• Problem requirements:
The lines needed are those from the start of the records through the line holding "port (overrides config)", each copied exactly.

++++++++++

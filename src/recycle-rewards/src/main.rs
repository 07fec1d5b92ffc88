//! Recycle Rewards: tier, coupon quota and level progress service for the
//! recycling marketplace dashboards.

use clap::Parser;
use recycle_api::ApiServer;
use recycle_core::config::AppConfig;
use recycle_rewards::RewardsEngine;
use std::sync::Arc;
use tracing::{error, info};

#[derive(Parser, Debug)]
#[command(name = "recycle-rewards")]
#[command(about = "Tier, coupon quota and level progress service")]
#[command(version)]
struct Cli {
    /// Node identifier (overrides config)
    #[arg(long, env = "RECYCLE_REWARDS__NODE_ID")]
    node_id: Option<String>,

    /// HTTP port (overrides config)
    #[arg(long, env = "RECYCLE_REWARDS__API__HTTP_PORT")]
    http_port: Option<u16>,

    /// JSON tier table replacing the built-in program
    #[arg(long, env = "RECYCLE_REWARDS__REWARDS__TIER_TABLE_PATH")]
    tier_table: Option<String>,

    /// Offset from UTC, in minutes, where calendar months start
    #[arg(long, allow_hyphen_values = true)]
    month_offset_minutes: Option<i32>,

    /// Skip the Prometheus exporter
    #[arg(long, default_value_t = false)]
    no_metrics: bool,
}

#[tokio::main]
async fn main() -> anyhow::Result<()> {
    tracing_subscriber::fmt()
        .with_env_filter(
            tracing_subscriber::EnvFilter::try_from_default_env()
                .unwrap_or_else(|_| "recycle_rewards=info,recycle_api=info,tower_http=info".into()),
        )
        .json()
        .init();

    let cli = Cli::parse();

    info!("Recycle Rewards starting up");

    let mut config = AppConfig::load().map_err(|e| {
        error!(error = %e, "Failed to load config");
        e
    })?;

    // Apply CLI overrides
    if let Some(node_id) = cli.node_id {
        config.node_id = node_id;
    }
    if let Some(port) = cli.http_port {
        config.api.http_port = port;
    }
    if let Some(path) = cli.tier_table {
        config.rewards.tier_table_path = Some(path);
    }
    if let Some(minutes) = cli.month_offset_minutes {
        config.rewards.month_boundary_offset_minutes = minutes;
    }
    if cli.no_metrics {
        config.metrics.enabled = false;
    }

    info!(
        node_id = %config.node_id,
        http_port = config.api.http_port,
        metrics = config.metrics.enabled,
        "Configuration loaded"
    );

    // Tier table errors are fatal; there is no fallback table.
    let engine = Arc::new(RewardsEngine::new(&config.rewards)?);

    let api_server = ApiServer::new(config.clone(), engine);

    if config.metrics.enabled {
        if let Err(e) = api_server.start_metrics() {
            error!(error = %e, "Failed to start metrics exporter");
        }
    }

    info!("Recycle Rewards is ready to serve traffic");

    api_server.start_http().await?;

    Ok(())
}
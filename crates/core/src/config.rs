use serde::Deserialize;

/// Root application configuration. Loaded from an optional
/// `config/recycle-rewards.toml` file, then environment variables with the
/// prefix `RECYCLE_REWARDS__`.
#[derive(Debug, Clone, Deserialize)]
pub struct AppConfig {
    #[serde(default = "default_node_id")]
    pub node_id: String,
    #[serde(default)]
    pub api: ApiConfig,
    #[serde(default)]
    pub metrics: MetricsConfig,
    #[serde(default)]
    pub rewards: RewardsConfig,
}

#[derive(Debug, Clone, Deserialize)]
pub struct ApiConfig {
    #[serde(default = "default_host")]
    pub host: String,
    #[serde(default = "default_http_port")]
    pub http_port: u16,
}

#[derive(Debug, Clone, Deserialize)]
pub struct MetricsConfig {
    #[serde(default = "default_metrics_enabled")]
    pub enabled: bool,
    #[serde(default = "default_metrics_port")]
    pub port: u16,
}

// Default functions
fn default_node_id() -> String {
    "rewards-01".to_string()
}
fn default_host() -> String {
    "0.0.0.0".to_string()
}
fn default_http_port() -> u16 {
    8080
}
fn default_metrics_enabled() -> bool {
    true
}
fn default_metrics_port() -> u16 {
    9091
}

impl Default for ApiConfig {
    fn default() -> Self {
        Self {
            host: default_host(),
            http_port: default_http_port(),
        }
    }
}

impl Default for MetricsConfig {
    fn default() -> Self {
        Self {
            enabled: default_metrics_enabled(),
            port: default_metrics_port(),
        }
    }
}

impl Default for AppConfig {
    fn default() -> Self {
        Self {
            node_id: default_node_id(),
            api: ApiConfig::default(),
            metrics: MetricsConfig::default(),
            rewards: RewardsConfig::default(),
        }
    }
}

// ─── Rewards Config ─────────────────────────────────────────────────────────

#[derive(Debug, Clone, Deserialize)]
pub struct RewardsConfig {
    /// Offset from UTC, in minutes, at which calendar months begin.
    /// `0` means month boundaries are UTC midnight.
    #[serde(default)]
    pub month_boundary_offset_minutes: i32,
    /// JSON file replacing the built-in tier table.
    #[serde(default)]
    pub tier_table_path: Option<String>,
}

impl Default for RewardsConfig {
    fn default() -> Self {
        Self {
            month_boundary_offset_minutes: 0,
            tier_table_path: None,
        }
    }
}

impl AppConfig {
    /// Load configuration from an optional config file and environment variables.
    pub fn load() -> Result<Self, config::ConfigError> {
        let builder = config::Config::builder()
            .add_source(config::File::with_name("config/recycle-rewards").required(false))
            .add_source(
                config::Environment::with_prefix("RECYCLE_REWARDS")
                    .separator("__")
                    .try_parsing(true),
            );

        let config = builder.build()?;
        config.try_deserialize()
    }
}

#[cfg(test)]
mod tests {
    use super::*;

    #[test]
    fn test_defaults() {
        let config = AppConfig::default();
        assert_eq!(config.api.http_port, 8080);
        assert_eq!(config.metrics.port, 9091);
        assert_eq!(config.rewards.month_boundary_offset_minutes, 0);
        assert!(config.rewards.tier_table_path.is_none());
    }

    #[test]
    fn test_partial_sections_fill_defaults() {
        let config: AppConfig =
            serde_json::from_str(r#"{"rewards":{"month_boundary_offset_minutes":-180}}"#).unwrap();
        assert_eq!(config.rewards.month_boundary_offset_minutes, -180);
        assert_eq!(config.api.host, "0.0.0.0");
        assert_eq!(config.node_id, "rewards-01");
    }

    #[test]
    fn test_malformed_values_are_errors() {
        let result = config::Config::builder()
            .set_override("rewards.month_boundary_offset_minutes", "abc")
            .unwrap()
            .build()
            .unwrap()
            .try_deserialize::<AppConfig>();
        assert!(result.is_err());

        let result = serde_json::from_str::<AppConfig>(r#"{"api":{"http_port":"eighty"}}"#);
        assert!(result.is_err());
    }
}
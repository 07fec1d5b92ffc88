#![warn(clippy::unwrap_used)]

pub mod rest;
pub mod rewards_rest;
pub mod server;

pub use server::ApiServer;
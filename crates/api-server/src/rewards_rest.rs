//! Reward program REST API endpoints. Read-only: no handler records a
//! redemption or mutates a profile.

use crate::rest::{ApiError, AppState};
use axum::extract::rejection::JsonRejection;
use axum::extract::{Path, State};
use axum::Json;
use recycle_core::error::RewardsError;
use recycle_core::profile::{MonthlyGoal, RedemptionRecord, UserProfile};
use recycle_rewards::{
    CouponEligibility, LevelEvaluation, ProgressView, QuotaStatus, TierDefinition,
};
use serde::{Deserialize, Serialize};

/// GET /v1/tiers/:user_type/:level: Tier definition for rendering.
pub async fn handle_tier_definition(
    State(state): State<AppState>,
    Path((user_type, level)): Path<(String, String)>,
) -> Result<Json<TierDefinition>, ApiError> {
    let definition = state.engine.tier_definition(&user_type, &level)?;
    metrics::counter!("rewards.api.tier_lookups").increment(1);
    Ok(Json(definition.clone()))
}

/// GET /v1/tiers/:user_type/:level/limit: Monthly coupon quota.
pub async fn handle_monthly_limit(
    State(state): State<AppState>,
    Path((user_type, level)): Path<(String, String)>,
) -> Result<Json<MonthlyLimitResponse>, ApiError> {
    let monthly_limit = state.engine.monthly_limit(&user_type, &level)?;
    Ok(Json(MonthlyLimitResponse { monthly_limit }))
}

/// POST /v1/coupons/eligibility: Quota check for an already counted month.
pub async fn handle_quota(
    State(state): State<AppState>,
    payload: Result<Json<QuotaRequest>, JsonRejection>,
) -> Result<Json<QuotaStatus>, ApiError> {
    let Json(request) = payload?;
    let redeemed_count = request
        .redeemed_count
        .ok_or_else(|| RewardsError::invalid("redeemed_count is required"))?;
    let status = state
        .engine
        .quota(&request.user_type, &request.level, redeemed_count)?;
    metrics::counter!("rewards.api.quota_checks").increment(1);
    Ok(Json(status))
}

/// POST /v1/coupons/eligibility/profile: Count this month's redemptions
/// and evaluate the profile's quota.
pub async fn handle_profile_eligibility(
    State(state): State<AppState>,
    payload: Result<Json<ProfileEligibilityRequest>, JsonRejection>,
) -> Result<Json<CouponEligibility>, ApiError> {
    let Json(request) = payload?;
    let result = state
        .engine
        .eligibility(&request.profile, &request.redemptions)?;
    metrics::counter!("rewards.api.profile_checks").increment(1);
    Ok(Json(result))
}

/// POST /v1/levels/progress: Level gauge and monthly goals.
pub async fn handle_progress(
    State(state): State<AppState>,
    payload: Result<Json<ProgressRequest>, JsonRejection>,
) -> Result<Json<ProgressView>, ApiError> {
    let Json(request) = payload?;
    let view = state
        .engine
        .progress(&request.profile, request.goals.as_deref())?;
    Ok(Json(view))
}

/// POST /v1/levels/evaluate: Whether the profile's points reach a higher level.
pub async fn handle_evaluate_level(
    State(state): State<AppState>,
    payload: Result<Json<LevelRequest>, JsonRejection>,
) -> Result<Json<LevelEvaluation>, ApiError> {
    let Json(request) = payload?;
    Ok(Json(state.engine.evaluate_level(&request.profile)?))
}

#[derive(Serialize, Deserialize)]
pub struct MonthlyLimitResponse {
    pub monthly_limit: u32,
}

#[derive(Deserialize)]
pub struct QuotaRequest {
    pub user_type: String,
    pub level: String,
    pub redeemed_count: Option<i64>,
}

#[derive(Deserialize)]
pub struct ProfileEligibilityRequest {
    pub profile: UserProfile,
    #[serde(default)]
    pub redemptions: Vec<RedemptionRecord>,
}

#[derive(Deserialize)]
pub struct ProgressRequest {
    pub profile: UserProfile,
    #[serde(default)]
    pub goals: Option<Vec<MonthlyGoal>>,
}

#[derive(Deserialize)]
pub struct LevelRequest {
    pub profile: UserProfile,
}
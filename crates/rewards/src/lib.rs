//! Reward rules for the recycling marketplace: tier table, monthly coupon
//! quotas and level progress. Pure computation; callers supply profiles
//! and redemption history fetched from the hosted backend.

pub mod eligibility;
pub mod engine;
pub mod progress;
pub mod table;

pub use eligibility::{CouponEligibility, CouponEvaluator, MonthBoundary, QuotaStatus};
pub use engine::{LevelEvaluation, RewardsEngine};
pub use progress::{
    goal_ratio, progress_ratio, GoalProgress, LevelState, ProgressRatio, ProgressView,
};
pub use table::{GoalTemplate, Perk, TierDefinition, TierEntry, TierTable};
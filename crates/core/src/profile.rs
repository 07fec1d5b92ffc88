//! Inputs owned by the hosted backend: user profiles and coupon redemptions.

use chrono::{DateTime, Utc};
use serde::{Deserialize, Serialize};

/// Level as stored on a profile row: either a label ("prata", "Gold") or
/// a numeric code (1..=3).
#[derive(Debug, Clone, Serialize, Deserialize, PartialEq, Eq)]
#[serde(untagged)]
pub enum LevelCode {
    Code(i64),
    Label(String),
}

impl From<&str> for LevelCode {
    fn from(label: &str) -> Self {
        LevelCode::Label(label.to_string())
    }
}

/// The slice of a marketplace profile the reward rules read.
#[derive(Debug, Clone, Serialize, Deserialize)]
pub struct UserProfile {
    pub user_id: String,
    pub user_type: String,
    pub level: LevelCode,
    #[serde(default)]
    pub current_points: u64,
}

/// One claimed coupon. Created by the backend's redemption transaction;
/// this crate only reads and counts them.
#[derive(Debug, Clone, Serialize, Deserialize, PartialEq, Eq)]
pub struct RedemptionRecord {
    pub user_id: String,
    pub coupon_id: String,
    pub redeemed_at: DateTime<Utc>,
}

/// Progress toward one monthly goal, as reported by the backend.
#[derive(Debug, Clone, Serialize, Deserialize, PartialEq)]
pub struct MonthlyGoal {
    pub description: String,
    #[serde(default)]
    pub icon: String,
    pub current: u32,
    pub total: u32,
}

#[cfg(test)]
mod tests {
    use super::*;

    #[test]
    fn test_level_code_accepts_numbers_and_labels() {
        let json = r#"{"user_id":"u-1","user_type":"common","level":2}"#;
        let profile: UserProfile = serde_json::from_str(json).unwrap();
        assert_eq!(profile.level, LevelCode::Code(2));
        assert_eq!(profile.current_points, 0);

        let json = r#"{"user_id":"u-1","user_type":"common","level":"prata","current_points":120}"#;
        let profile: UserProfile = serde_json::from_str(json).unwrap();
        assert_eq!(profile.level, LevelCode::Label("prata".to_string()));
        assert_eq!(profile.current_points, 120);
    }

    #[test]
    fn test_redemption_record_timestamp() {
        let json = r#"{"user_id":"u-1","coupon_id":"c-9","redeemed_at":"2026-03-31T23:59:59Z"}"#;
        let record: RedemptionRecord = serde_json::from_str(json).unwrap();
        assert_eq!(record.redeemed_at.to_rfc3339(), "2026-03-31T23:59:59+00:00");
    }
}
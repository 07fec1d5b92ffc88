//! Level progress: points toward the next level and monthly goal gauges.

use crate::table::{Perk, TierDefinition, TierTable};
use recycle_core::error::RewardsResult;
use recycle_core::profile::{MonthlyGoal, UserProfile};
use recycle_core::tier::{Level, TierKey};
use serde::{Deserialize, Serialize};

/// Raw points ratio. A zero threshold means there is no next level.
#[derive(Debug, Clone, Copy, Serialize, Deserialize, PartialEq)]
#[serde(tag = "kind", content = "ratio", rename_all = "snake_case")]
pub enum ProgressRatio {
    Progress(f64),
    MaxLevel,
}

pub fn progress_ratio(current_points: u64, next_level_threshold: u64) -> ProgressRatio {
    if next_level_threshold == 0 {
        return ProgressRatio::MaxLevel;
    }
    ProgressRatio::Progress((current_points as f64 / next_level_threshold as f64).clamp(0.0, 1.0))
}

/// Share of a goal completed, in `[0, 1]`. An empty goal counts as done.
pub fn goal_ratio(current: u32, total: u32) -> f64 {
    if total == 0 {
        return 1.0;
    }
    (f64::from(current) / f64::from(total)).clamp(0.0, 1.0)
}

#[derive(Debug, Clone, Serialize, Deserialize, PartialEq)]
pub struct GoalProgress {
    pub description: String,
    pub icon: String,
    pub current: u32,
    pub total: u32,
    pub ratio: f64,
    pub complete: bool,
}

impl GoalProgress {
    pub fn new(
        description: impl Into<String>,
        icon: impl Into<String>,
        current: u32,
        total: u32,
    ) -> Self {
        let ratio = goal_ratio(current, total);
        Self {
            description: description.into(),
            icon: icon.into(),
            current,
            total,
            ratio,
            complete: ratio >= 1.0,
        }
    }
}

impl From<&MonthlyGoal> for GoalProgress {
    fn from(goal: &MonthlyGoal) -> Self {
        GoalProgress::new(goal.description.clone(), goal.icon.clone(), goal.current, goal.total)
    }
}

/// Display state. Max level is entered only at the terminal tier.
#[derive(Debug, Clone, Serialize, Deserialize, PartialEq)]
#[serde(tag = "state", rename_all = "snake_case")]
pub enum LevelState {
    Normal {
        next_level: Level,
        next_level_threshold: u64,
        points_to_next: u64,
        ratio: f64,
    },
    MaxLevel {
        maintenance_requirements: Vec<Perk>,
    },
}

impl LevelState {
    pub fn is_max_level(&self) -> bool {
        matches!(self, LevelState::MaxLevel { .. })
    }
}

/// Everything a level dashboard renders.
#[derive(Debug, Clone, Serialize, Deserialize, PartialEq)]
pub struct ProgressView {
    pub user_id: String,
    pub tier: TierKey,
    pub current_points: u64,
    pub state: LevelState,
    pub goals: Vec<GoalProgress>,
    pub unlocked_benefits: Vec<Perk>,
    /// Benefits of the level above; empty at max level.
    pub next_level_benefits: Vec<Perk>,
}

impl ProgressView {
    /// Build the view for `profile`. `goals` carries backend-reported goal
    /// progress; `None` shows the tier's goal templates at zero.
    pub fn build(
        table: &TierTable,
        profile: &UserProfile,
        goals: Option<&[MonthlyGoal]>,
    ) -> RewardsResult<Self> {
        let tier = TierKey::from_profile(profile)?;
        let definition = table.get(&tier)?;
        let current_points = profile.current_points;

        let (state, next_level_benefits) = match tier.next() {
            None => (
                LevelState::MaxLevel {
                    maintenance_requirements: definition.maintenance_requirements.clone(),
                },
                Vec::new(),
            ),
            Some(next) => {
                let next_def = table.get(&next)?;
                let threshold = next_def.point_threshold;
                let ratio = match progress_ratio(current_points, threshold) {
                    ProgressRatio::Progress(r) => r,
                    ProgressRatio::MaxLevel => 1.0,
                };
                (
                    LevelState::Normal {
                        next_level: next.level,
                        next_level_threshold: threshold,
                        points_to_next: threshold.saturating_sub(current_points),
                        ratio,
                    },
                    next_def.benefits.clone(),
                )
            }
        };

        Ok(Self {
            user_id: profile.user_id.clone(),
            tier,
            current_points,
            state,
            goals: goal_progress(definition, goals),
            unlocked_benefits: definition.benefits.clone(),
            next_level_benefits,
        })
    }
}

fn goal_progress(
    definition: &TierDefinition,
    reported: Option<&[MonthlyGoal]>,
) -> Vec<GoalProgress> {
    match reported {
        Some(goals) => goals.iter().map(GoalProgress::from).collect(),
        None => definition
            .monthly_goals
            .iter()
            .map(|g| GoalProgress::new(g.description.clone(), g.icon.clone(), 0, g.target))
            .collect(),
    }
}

++++++++++

• Solution for this exercise:
filename src/recycle-rewards/src/main.rs
repository 07fec1d5b92ffc88
//! Recycle Rewards: tier, coupon quota and level progress service for the
//! recycling marketplace dashboards.

use clap::Parser;
use recycle_api::ApiServer;
use recycle_core::config::AppConfig;
use recycle_rewards::RewardsEngine;
use std::sync::Arc;
use tracing::{error, info};

#[derive(Parser, Debug)]
#[command(name = "recycle-rewards")]
#[command(about = "Tier, coupon quota and level progress service")]
#[command(version)]
struct Cli {
    /// Node identifier (overrides config)
    #[arg(long, env = "RECYCLE_REWARDS__NODE_ID")]
    node_id: Option<String>,

    /// HTTP port (overrides config)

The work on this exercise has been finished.